Heliyon (Apr 2023)
Acute profound thrombocytopenia induced by tirofiban in stent assisted embolization of intracranial ruptured aneurysm-a rare case report
Abstract
Objectives: Glycoprotein (GP) IIb/IIIa receptor antagonists (Tirofiban) are often used as antiplatelet agents in patients undergoing interventional therapy due to acute coronary syndrome and cerebrovascular diseases. Thrombocytopenia is a common complication of GP IIb/IIIa receptor antagonist, with an incidence of 1%–5%, whereas acute profound thrombocytopenia (platelet count<20 × 109/L) is extremely rare. We reported a case of acute profound thrombocytopenia due to tirofiban treatment to inhibit platelet aggregation during and after surgery in a patient who underwent stent-assisted embolization for ruptured intracranial aneurysm. Case presentation: A 59-year-old female patient, who visited the Emergency Department of our hospital due to sudden headache, vomiting, and unconsciousness for 2 hours. Neurological examination: the patient was unconscious, the pupils on both sides had the same roundness, and the reflection on light was slow. The Hunt-Hess grade was IV. Head CT showed subarachnoid hemorrhage and Fisher's score was 3. We immediately implemented LVIS stent-assisted embolization, intraoperative heparinization, and intraoperative jailing technology to perform dense embolism on aneurysms.

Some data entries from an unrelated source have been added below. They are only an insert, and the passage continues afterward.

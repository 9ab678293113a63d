//! # Design
//!
//! - Structured, constant-message errors for the content store.
//! - Capture operation context (names, paths, states) so failures are
//!   reproducible in tests without string matching.
//! - Preserve source errors without interpolating context into messages.

use std::io;
use std::path::PathBuf;

use thiserror::Error;

/// Result type for store operations.
pub type StoreResult<T> = Result<T, StoreError>;

/// Errors produced by the content-addressable file store.
#[derive(Debug, Error)]
pub enum StoreError {
    /// IO failures while interacting with the filesystem.
    #[error("store io failure")]
    Io {
        /// Operation that triggered the IO failure.
        operation: &'static str,
        /// Path involved in the IO failure.
        path: PathBuf,
        /// Underlying IO error.
        source: io::Error,
    },
    /// The named file is absent from every acceptable state.
    #[error("file not found")]
    FileNotFound {
        /// Name of the missing file.
        name: String,
    },
    /// A metadata sidecar is absent for the named file.
    #[error("file metadata not found")]
    MetadataNotFound {
        /// Name of the file.
        name: String,
        /// Suffix of the missing sidecar.
        suffix: String,
    },
    /// The target already exists.
    #[error("file already exists")]
    FileExists {
        /// Name of the existing file.
        name: String,
    },
    /// The file's current state is outside the operation's acceptable set.
    #[error("file in wrong state")]
    FileState {
        /// Name of the file.
        name: String,
        /// Directory of the state the file is actually in.
        actual: PathBuf,
        /// Directories of the states the operation accepts.
        expected: Vec<PathBuf>,
    },
    /// A file name contained forbidden components.
    #[error("invalid file name")]
    InvalidName {
        /// Offending name.
        name: String,
        /// Static reason for the rejection.
        reason: &'static str,
    },
    /// Deletion was blocked by a `persist=true` sidecar.
    #[error("file persisted")]
    FilePersisted {
        /// Name of the persisted file.
        name: String,
    },
    /// A metadata sidecar failed to (de)serialize.
    #[error("invalid metadata payload")]
    InvalidMetadata {
        /// Suffix of the sidecar.
        suffix: String,
        /// Static reason for the failure.
        reason: &'static str,
    },
    /// A store configuration value failed validation.
    #[error("invalid store configuration")]
    Config {
        /// Field that failed validation.
        field: &'static str,
        /// Static reason for the failure.
        reason: &'static str,
    },
}

impl StoreError {
    pub(crate) fn io(operation: &'static str, path: impl Into<PathBuf>, source: io::Error) -> Self {
        Self::Io {
            operation,
            path: path.into(),
            source,
        }
    }

    pub(crate) fn file_not_found(name: impl Into<String>) -> Self {
        Self::FileNotFound { name: name.into() }
    }

    pub(crate) fn metadata_not_found(name: impl Into<String>, suffix: impl Into<String>) -> Self {
        Self::MetadataNotFound {
            name: name.into(),
            suffix: suffix.into(),
        }
    }

    pub(crate) fn exists(name: impl Into<String>) -> Self {
        Self::FileExists { name: name.into() }
    }

    pub(crate) fn persisted(name: impl Into<String>) -> Self {
        Self::FilePersisted { name: name.into() }
    }

    /// True when the error reports an absent file or sidecar.
    #[must_use]
    pub const fn is_not_found(&self) -> bool {
        matches!(
            self,
            Self::FileNotFound { .. } | Self::MetadataNotFound { .. }
        )
    }

    /// True when the error reports an already-present target.
    #[must_use]
    pub const fn is_exists(&self) -> bool {
        matches!(self, Self::FileExists { .. })
    }
}
//! Registry of active torrents keyed by content digest.
//!
//! The archive hands out shared [`TorrentHandle`]s: writable handles for
//! blobs being fetched from the swarm, read-only origin handles for
//! blobs already cached. Metainfo for new downloads comes through the
//! [`MetainfoSource`] seam (the tracker client lives outside the core);
//! a full miss schedules a deduplicated backend refresh and reports
//! not-found.

use std::collections::HashMap;
use std::sync::{Arc, Mutex, MutexGuard, PoisonError};

use async_trait::async_trait;
use tracing::debug;

use blobnet_metainfo::{Digest, Metainfo, PIECE_HASH_LEN};
use blobnet_store::{CasStore, Metadata, StoreError};

use crate::Bitfield;
use crate::error::{TorrentError, TorrentResult};
use crate::generate::MetainfoGenerator;
use crate::handle::TorrentHandle;
use crate::refresh::BlobRefresher;

/// Resolves metainfo for blobs the agent is asked to download.
#[async_trait]
pub trait MetainfoSource: Send + Sync {
    /// Fetch the metainfo describing `digest` within `namespace`.
    async fn fetch(&self, namespace: &str, digest: &Digest) -> TorrentResult<Metainfo>;
}

/// Snapshot of one torrent's identity and progress.
#[derive(Debug, Clone)]
pub struct TorrentInfo {
    /// Content digest of the blob.
    pub digest: Digest,
    /// SHA-1 of the bencoded info dictionary.
    pub info_hash: [u8; PIECE_HASH_LEN],
    /// Piece availability, one bit per piece.
    pub bitfield: Bitfield,
    /// Completed share of the blob, 0 to 100.
    pub percent_downloaded: u8,
}

/// Digest-keyed registry of active torrent handles.
pub struct TorrentArchive {
    cas: CasStore,
    source: Arc<dyn MetainfoSource>,
    refresher: Arc<BlobRefresher>,
    generator: MetainfoGenerator,
    handles: Mutex<HashMap<String, Arc<TorrentHandle>>>,
}

impl TorrentArchive {
    /// Build an archive over the store, metainfo seam and refresher.
    #[must_use]
    pub fn new(
        cas: CasStore,
        source: Arc<dyn MetainfoSource>,
        refresher: Arc<BlobRefresher>,
        generator: MetainfoGenerator,
    ) -> Self {
        Self {
            cas,
            source,
            refresher,
            generator,
            handles: Mutex::new(HashMap::new()),
        }
    }

    /// Build a writable handle for a new blob download.
    ///
    /// Idempotent per digest: an active handle is returned as-is.
    ///
    /// # Errors
    ///
    /// Returns [`TorrentError::Exists`] when the blob is already a
    /// cached file.
    pub async fn create(
        &self,
        namespace: &str,
        digest: &Digest,
    ) -> TorrentResult<Arc<TorrentHandle>> {
        let name = digest.to_hex();
        if let Some(handle) = self.handle(&name) {
            return Ok(handle);
        }
        if self.cas.cache().get_cache_file_stat(&name).is_ok() {
            return Err(TorrentError::Exists { digest: name });
        }
        let metainfo = self.source.fetch(namespace, digest).await?;
        let handle = Arc::new(TorrentHandle::new_writable(self.cas.download(), metainfo)?);
        debug!(digest = %name, pieces = handle.num_pieces(), "created writable torrent");
        Ok(self.insert(name, handle))
    }

    /// Look up the torrent for `digest`.
    ///
    /// Resolution order: active handle, cached blob (origin handle,
    /// generating metainfo when the sidecar is missing), resumable
    /// download staging, and finally a scheduled backend refresh with
    /// [`TorrentError::NotFound`] returned to the caller.
    ///
    /// # Errors
    ///
    /// Returns [`TorrentError::NotFound`] when the blob is neither
    /// active nor stored locally.
    pub async fn get(
        &self,
        namespace: &str,
        digest: &Digest,
    ) -> TorrentResult<Arc<TorrentHandle>> {
        let name = digest.to_hex();
        if let Some(handle) = self.handle(&name) {
            return Ok(handle);
        }

        if self.cas.cache().get_cache_file_stat(&name).is_ok() {
            let metainfo = self.cached_metainfo(&name, digest)?;
            let handle = Arc::new(TorrentHandle::new_origin(self.cas.download(), metainfo)?);
            debug!(digest = %name, "opened origin torrent over cached blob");
            return Ok(self.insert(name, handle));
        }

        let mut sidecar = Metadata::TorrentMeta(Vec::new());
        if self
            .cas
            .download()
            .get_download_file_metadata(&name, &mut sidecar)
            .is_ok()
        {
            let Metadata::TorrentMeta(bytes) = sidecar else {
                unreachable!("get_metadata preserves the metadata kind");
            };
            let metainfo = Metainfo::from_bytes(&bytes)?;
            let handle = Arc::new(TorrentHandle::new_writable(self.cas.download(), metainfo)?);
            debug!(digest = %name, "resumed torrent from download staging");
            return Ok(self.insert(name, handle));
        }

        self.refresher.refresh(namespace, digest);
        Err(TorrentError::NotFound { digest: name })
    }

    /// Identity and progress for `digest`, without opening readers.
    ///
    /// # Errors
    ///
    /// Same contract as [`TorrentArchive::get`].
    pub async fn stat(&self, namespace: &str, digest: &Digest) -> TorrentResult<TorrentInfo> {
        let handle = self.get(namespace, digest).await?;
        Self::snapshot(&handle)
    }

    /// Forget the torrent and remove the underlying local files.
    ///
    /// # Errors
    ///
    /// Returns [`TorrentError::Store`] wrapping `FilePersisted` when a
    /// persist sidecar blocks deletion; the handle then stays
    /// registered.
    pub fn delete(&self, digest: &Digest) -> TorrentResult<()> {
        let name = digest.to_hex();
        // The blob lives in exactly one state; each facade skips the
        // state it does not hold.
        match self.cas.cache().delete_cache_file(&name) {
            Ok(()) => {}
            Err(err) if err.is_not_found() => {}
            Err(StoreError::FileState { .. }) => {}
            Err(err) => return Err(err.into()),
        }
        match self.cas.download().delete_download_file(&name) {
            Ok(()) => {}
            Err(err) if err.is_not_found() => {}
            Err(StoreError::FileState { .. }) => {}
            Err(err) => return Err(err.into()),
        }
        self.lock_handles().remove(&name);
        debug!(digest = %name, "torrent deleted");
        Ok(())
    }

    /// Number of registered handles.
    #[must_use]
    pub fn len(&self) -> usize {
        self.lock_handles().len()
    }

    /// True when no handles are registered.
    #[must_use]
    pub fn is_empty(&self) -> bool {
        self.len() == 0
    }

    fn snapshot(handle: &TorrentHandle) -> TorrentResult<TorrentInfo> {
        let bitfield = handle.bitfield()?;
        let length = handle.metainfo().length();
        let percent = if length == 0 {
            100
        } else {
            u8::try_from(handle.bytes_downloaded()? * 100 / length).unwrap_or(100)
        };
        Ok(TorrentInfo {
            digest: *handle.digest(),
            info_hash: handle.metainfo().info_hash()?,
            bitfield,
            percent_downloaded: percent,
        })
    }

    fn cached_metainfo(&self, name: &str, digest: &Digest) -> TorrentResult<Metainfo> {
        let mut sidecar = Metadata::TorrentMeta(Vec::new());
        match self.cas.cache().get_cache_file_metadata(name, &mut sidecar) {
            Ok(()) => {
                let Metadata::TorrentMeta(bytes) = sidecar else {
                    unreachable!("get_metadata preserves the metadata kind");
                };
                Ok(Metainfo::from_bytes(&bytes)?)
            }
            // A blob seeded without metainfo (e.g. pushed through the
            // registry) gets its sidecar generated on first reference.
            Err(err) if err.is_not_found() => self.generator.generate(&self.cas.cache(), digest),
            Err(err) => Err(err.into()),
        }
    }

    fn handle(&self, name: &str) -> Option<Arc<TorrentHandle>> {
        self.lock_handles().get(name).cloned()
    }

    fn insert(&self, name: String, handle: Arc<TorrentHandle>) -> Arc<TorrentHandle> {
        let mut handles = self.lock_handles();
        // A racing resolver may have registered first; its handle wins.
        Arc::clone(handles.entry(name).or_insert(handle))
    }

    fn lock_handles(&self) -> MutexGuard<'_, HashMap<String, Arc<TorrentHandle>>> {
        self.handles.lock().unwrap_or_else(PoisonError::into_inner)
    }
}
//! The pluggable backend client seam.

use async_trait::async_trait;

use crate::error::BackendResult;

/// Size information for a backend blob.
#[derive(Debug, Clone, Copy, PartialEq, Eq)]
pub struct BlobInfo {
    /// Blob length in bytes.
    pub size: u64,
}

/// Listing knobs; the zero value lists everything in one page.
#[derive(Debug, Clone, Default)]
pub struct ListOptions {
    /// Return at most `max_keys` names per call with a continuation
    /// token.
    pub paginated: bool,
    /// Page size when `paginated` is set.
    pub max_keys: usize,
    /// Token from a previous page.
    pub continuation_token: Option<String>,
}

/// One page of listed names.
#[derive(Debug, Clone, Default, PartialEq, Eq)]
pub struct ListResult {
    /// Names under the requested prefix.
    pub names: Vec<String>,
    /// Token for the next page; `None` when exhausted.
    pub continuation_token: Option<String>,
}

/// A storage backend the distribution fleet reads blobs from and writes
/// blobs to. Implementations must be shareable across tasks.
#[async_trait]
pub trait BackendClient: Send + Sync {
    /// Size of `name`, or [`BackendError::BlobNotFound`] when absent.
    ///
    /// [`BackendError::BlobNotFound`]: crate::error::BackendError::BlobNotFound
    async fn stat(&self, namespace: &str, name: &str) -> BackendResult<BlobInfo>;

    /// Upload the full contents of `source` as `name`.
    async fn upload(
        &self,
        namespace: &str,
        name: &str,
        source: &mut (dyn std::io::Read + Send),
    ) -> BackendResult<()>;

    /// Download `name` into `sink`; returns the number of bytes written.
    async fn download(
        &self,
        namespace: &str,
        name: &str,
        sink: &mut (dyn std::io::Write + Send),
    ) -> BackendResult<u64>;

    /// List names under `prefix`, recursively.
    async fn list(&self, prefix: &str, options: ListOptions) -> BackendResult<ListResult>;
}
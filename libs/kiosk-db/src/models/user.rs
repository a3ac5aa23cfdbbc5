use chrono::{DateTime, Utc};
use serde::{Deserialize, Serialize};
use sqlx::FromRow;

#[derive(Debug, Clone, Serialize, Deserialize, FromRow)]
pub struct User {
    pub tg_id: i64,
    pub is_admin: bool,
    pub created_at: DateTime<Utc>,
}
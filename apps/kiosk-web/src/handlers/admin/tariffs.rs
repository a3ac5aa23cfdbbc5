use askama::Template;
use askama_web::WebTemplate;
use axum::extract::{Form, Path, State};
use axum::response::{IntoResponse, Redirect, Response};
use axum_extra::extract::cookie::CookieJar;
use serde::Deserialize;
use tracing::error;

use kiosk_db::models::catalog::{TariffDuration, TariffWithCategory, tariff_type};
use kiosk_db::repositories::tariff_repo::NewTariff;

use crate::handlers::admin::categories::ParentOption;
use crate::handlers::admin::is_admin;
use crate::handlers::{PageCtx, page_ctx};
use crate::session::Session;
use crate::state::AppState;

#[derive(Template, WebTemplate)]
#[template(path = "admin_tariffs.html")]
struct TariffsTemplate {
    ctx: PageCtx,
    tariffs: Vec<TariffWithCategory>,
}

#[derive(Template, WebTemplate)]
#[template(path = "admin_tariff_new.html")]
struct TariffNewTemplate {
    ctx: PageCtx,
    categories: Vec<ParentOption>,
}

#[derive(Template, WebTemplate)]
#[template(path = "admin_tariff_edit.html")]
struct TariffEditTemplate {
    ctx: PageCtx,
    tariff_id: i64,
    name: String,
    description: String,
    price: i64,
    t_type: String,
    payload: String,
    status_name: String,
    categories: Vec<ParentOption>,
    durations: Vec<TariffDuration>,
    supports_durations: bool,
    is_bundle: bool,
    bundle_options: Vec<BundleOption>,
}

struct BundleOption {
    id: i64,
    name: String,
    checked: bool,
}

async fn category_options(state: &AppState, selected: Option<i64>) -> Vec<ParentOption> {
    state
        .categories
        .roots()
        .await
        .unwrap_or_default()
        .into_iter()
        .map(|c| ParentOption {
            selected: selected == Some(c.id),
            id: c.id,
            name: c.name,
        })
        .collect()
}

pub async fn list(State(state): State<AppState>, jar: CookieJar) -> Response {
    let mut session = Session::load(&state, &jar).await;
    if !is_admin(&state, &session) {
        let jar = session.persist(&state, jar).await;
        return (jar, Redirect::to("/admin/login_info")).into_response();
    }

    let tariffs = state.tariffs.list_all().await.unwrap_or_default();
    let ctx = page_ctx(&state, &mut session);
    let jar = session.persist(&state, jar).await;
    (jar, TariffsTemplate { ctx, tariffs }).into_response()
}

pub async fn new_form(State(state): State<AppState>, jar: CookieJar) -> Response {
    let mut session = Session::load(&state, &jar).await;
    if !is_admin(&state, &session) {
        let jar = session.persist(&state, jar).await;
        return (jar, Redirect::to("/admin/login_info")).into_response();
    }

    let categories = category_options(&state, None).await;
    let ctx = page_ctx(&state, &mut session);
    let jar = session.persist(&state, jar).await;
    (jar, TariffNewTemplate { ctx, categories }).into_response()
}

#[derive(Deserialize)]
pub struct NewTariffForm {
    pub name: Option<String>,
    pub description: Option<String>,
    pub price: Option<String>,
    pub t_type: Option<String>,
    pub category_id: Option<String>,
    pub text_content: Option<String>,
    pub status_name: Option<String>,
    pub source_link: Option<String>,
}

pub async fn create(
    State(state): State<AppState>,
    jar: CookieJar,
    Form(form): Form<NewTariffForm>,
) -> Response {
    let mut session = Session::load(&state, &jar).await;
    if !is_admin(&state, &session) {
        let jar = session.persist(&state, jar).await;
        return (jar, Redirect::to("/admin/login_info")).into_response();
    }

    let name = form.name.unwrap_or_default().trim().to_string();
    if name.is_empty() {
        session.flash("error", "Enter a product name");
        let jar = session.persist(&state, jar).await;
        return (jar, Redirect::to("/admin/tariffs/new")).into_response();
    }

    let t_type = form
        .t_type
        .filter(|t| !t.is_empty())
        .unwrap_or_else(|| tariff_type::CHANNEL.to_string());
    // The payload column means different things per type; bundles carry none.
    let (payload, status_name) = match t_type.as_str() {
        tariff_type::TEXT => (form.text_content.unwrap_or_default(), None),
        tariff_type::STATUS => (String::new(), Some(form.status_name.unwrap_or_default())),
        tariff_type::CHANNEL => (form.source_link.unwrap_or_default(), None),
        _ => (String::new(), None),
    };

    let tariff = NewTariff {
        name,
        description: form.description.unwrap_or_default(),
        price: form.price.as_deref().and_then(|v| v.parse().ok()).unwrap_or(0),
        t_type: t_type.clone(),
        payload,
        status_name,
        category_id: form.category_id.as_deref().and_then(|v| v.parse().ok()),
    };

    match state.tariffs.create(tariff).await {
        Ok(new_id) => {
            session.flash("success", "Product created");
            // Bundles go straight to the editor to pick their contents.
            let target = if t_type == tariff_type::BUNDLE {
                format!("/admin/tariffs/{}/edit", new_id)
            } else {
                "/admin/tariffs".to_string()
            };
            let jar = session.persist(&state, jar).await;
            (jar, Redirect::to(&target)).into_response()
        }
        Err(e) => {
            error!("tariff create failed: {:#}", e);
            session.flash("error", "Could not create the product");
            let jar = session.persist(&state, jar).await;
            (jar, Redirect::to("/admin/tariffs")).into_response()
        }
    }
}

pub async fn edit_form(
    State(state): State<AppState>,
    Path(tariff_id): Path<i64>,
    jar: CookieJar,
) -> Response {
    let mut session = Session::load(&state, &jar).await;
    if !is_admin(&state, &session) {
        let jar = session.persist(&state, jar).await;
        return (jar, Redirect::to("/admin/login_info")).into_response();
    }

    let tariff = match state.tariffs.get(tariff_id).await {
        Ok(Some(t)) => t,
        Ok(None) | Err(_) => {
            session.flash("error", "Product not found");
            let jar = session.persist(&state, jar).await;
            return (jar, Redirect::to("/admin/tariffs")).into_response();
        }
    };

    let categories = category_options(&state, tariff.category_id).await;
    let durations = state.tariffs.durations(tariff_id).await.unwrap_or_default();
    let is_bundle = tariff.t_type == tariff_type::BUNDLE;

    let bundle_options = if is_bundle {
        let chosen = state.tariffs.bundle_items(tariff_id).await.unwrap_or_default();
        state
            .tariffs
            .list_all()
            .await
            .unwrap_or_default()
            .into_iter()
            .filter(|t| t.t_type != tariff_type::BUNDLE && t.id != tariff_id)
            .map(|t| BundleOption {
                checked: chosen.contains(&t.id),
                id: t.id,
                name: t.name,
            })
            .collect()
    } else {
        Vec::new()
    };

    let ctx = page_ctx(&state, &mut session);
    let jar = session.persist(&state, jar).await;
    (
        jar,
        TariffEditTemplate {
            ctx,
            tariff_id,
            name: tariff.name,
            description: tariff.description,
            price: tariff.price,
            t_type: tariff.t_type.clone(),
            payload: tariff.payload,
            status_name: tariff.status_name.unwrap_or_default(),
            categories,
            durations,
            supports_durations: !is_bundle,
            is_bundle,
            bundle_options,
        },
    )
        .into_response()
}

pub async fn update(
    State(state): State<AppState>,
    Path(tariff_id): Path<i64>,
    jar: CookieJar,
    Form(raw_form): Form<Vec<(String, String)>>,
) -> Response {
    let mut session = Session::load(&state, &jar).await;
    if !is_admin(&state, &session) {
        let jar = session.persist(&state, jar).await;
        return (jar, Redirect::to("/admin/login_info")).into_response();
    }

    let tariff = match state.tariffs.get(tariff_id).await {
        Ok(Some(t)) => t,
        Ok(None) | Err(_) => {
            session.flash("error", "Product not found");
            let jar = session.persist(&state, jar).await;
            return (jar, Redirect::to("/admin/tariffs")).into_response();
        }
    };

    let mut name = String::new();
    let mut description = String::new();
    let mut price: i64 = 0;
    let mut category_id: Option<i64> = None;
    let mut text_content: Option<String> = None;
    let mut status_name: Option<String> = None;
    let mut source_link: Option<String> = None;
    let mut new_duration_name = String::new();
    let mut new_duration_seconds: Option<i64> = None;
    let mut new_duration_price: Option<i64> = None;
    let mut new_duration_default = false;
    let mut bundle_items: Vec<i64> = Vec::new();

    for (key, value) in raw_form {
        match key.as_str() {
            "name" => name = value,
            "description" => description = value,
            "price" => {
                if let Ok(v) = value.parse() {
                    price = v;
                }
            }
            "category_id" => category_id = value.parse().ok(),
            "text_content" => text_content = Some(value),
            "status_name" => status_name = Some(value),
            "source_link" => source_link = Some(value),
            "new_duration_name" => new_duration_name = value,
            "new_duration_seconds" => new_duration_seconds = value.parse().ok(),
            "new_duration_price" => new_duration_price = value.parse().ok(),
            "new_duration_default" => new_duration_default = value == "on",
            "bundle_items" => {
                if let Ok(v) = value.parse() {
                    bundle_items.push(v);
                }
            }
            _ => {}
        }
    }

    if name.trim().is_empty() {
        session.flash("error", "Enter a product name");
        let jar = session.persist(&state, jar).await;
        return (
            jar,
            Redirect::to(&format!("/admin/tariffs/{}/edit", tariff_id)),
        )
            .into_response();
    }

    let payload = match tariff.t_type.as_str() {
        tariff_type::TEXT => text_content,
        tariff_type::CHANNEL => source_link,
        _ => None,
    };
    let status_name = if tariff.t_type == tariff_type::STATUS {
        status_name
    } else {
        None
    };

    if let Err(e) = state
        .tariffs
        .update(
            tariff_id,
            &name,
            &description,
            price,
            category_id,
            payload.as_deref(),
            status_name.as_deref(),
        )
        .await
    {
        error!("tariff update failed: {:#}", e);
        session.flash("error", "Could not save the product");
        let jar = session.persist(&state, jar).await;
        return (jar, Redirect::to("/admin/tariffs")).into_response();
    }

    // A filled-in duration row on the edit form adds a new duration.
    if tariff.t_type != tariff_type::BUNDLE && !new_duration_name.trim().is_empty() {
        if let (Some(seconds), Some(dur_price)) = (new_duration_seconds, new_duration_price) {
            if let Err(e) = state
                .tariffs
                .add_duration(
                    tariff_id,
                    &new_duration_name,
                    seconds,
                    dur_price,
                    new_duration_default,
                )
                .await
            {
                error!("duration add failed: {:#}", e);
                session.flash("error", "Could not add the duration");
            }
        }
    }

    if tariff.t_type == tariff_type::BUNDLE {
        if let Err(e) = state.tariffs.set_bundle_items(tariff_id, &bundle_items).await {
            error!("bundle update failed: {:#}", e);
            session.flash("error", "Could not update the bundle contents");
        }
    }

    session.flash("success", "Saved");
    let jar = session.persist(&state, jar).await;
    (jar, Redirect::to("/admin/tariffs")).into_response()
}

pub async fn delete(
    State(state): State<AppState>,
    Path(tariff_id): Path<i64>,
    jar: CookieJar,
) -> Response {
    let mut session = Session::load(&state, &jar).await;
    if !is_admin(&state, &session) {
        let jar = session.persist(&state, jar).await;
        return (jar, Redirect::to("/admin/login_info")).into_response();
    }

    match state.tariffs.delete(tariff_id).await {
        Ok(()) => session.flash("success", "Deleted"),
        Err(e) => {
            error!("tariff delete failed: {:#}", e);
            session.flash("error", "Could not delete the product");
        }
    }

    let jar = session.persist(&state, jar).await;
    (jar, Redirect::to("/admin/tariffs")).into_response()
}

pub async fn delete_duration(
    State(state): State<AppState>,
    Path((tariff_id, duration_id)): Path<(i64, i64)>,
    jar: CookieJar,
) -> Response {
    let mut session = Session::load(&state, &jar).await;
    if !is_admin(&state, &session) {
        let jar = session.persist(&state, jar).await;
        return (jar, Redirect::to("/admin/login_info")).into_response();
    }

    match state.tariffs.delete_duration(duration_id).await {
        Ok(()) => session.flash("success", "Duration removed"),
        Err(e) => {
            error!("duration delete failed: {:#}", e);
            session.flash("error", "Could not remove the duration");
        }
    }

    let jar = session.persist(&state, jar).await;
    (
        jar,
        Redirect::to(&format!("/admin/tariffs/{}/edit", tariff_id)),
    )
        .into_response()
}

The patient was treated with mild hypothermia and Tirofiban 5mL/h intravenous pump. Since then, the patient had developed acute profound thrombocytopenia. Conclusion: We reported a case of acute profound thrombocytopenia due to tirofiban treatment during and after interventional therapy. For patients after unilateral nephrectomy, we should pay more attention to avoid the occurrence of thrombocytopenia caused by abnormal metabolism of tirofiban, although the Laboratory examination showed normal results.